──────── Given data

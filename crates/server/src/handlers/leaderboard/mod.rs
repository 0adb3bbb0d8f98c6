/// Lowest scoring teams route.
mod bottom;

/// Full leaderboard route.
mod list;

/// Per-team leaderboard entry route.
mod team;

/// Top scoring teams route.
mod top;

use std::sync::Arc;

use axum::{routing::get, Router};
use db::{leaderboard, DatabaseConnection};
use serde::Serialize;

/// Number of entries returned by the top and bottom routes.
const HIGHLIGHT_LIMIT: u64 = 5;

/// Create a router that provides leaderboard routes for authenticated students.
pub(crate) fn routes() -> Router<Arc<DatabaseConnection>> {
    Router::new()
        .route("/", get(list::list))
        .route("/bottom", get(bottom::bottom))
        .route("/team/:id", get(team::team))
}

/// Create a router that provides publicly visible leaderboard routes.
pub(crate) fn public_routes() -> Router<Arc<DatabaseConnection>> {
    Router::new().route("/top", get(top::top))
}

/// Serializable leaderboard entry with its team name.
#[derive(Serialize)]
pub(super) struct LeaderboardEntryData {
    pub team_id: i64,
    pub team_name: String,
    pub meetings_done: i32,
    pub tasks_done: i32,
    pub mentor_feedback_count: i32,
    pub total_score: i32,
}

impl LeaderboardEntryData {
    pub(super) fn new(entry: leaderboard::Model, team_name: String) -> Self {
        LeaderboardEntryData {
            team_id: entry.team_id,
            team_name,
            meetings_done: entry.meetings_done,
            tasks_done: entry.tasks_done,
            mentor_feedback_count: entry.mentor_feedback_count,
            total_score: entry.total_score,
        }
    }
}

────────────────

== What to produce ==
Transcribe all of the records above without altering anything.

== Reply to the exercise ==
filename crates/server/src/handlers/leaderboard/mod.rs
repository 0adb3bbb0d8f98c6
/// Lowest scoring teams route.
mod bottom;

/// Full leaderboard route.
mod list;

/// Per-team leaderboard entry route.
mod team;

/// Top scoring teams route.
mod top;

use std::sync::Arc;

use axum::{routing::get, Router};
use db::{leaderboard, DatabaseConnection};
use serde::Serialize;

/// Number of entries returned by the top and bottom routes.
const HIGHLIGHT_LIMIT: u64 = 5;

/// Create a router that provides leaderboard routes for authenticated students.
pub(crate) fn routes() -> Router<Arc<DatabaseConnection>> {
    Router::new()
        .route("/", get(list::list))
        .route("/bottom", get(bottom::bottom))
        .route("/team/:id", get(team::team))
}

/// Create a router that provides publicly visible leaderboard routes.
pub(crate) fn public_routes() -> Router<Arc<DatabaseConnection>> {
    Router::new().route("/top", get(top::top))
}

/// Serializable leaderboard entry with its team name.
#[derive(Serialize)]
pub(super) struct LeaderboardEntryData {
    pub team_id: i64,
    pub team_name: String,
    pub meetings_done: i32,
    pub tasks_done: i32,
    pub mentor_feedback_count: i32,
    pub total_score: i32,
}

impl LeaderboardEntryData {
    pub(super) fn new(entry: leaderboard::Model, team_name: String) -> Self {
        LeaderboardEntryData {
            team_id: entry.team_id,
            team_name,
            meetings_done: entry.meetings_done,
            tasks_done: entry.tasks_done,
            mentor_feedback_count: entry.mentor_feedback_count,
            total_score: entry.total_score,
        }
    }
}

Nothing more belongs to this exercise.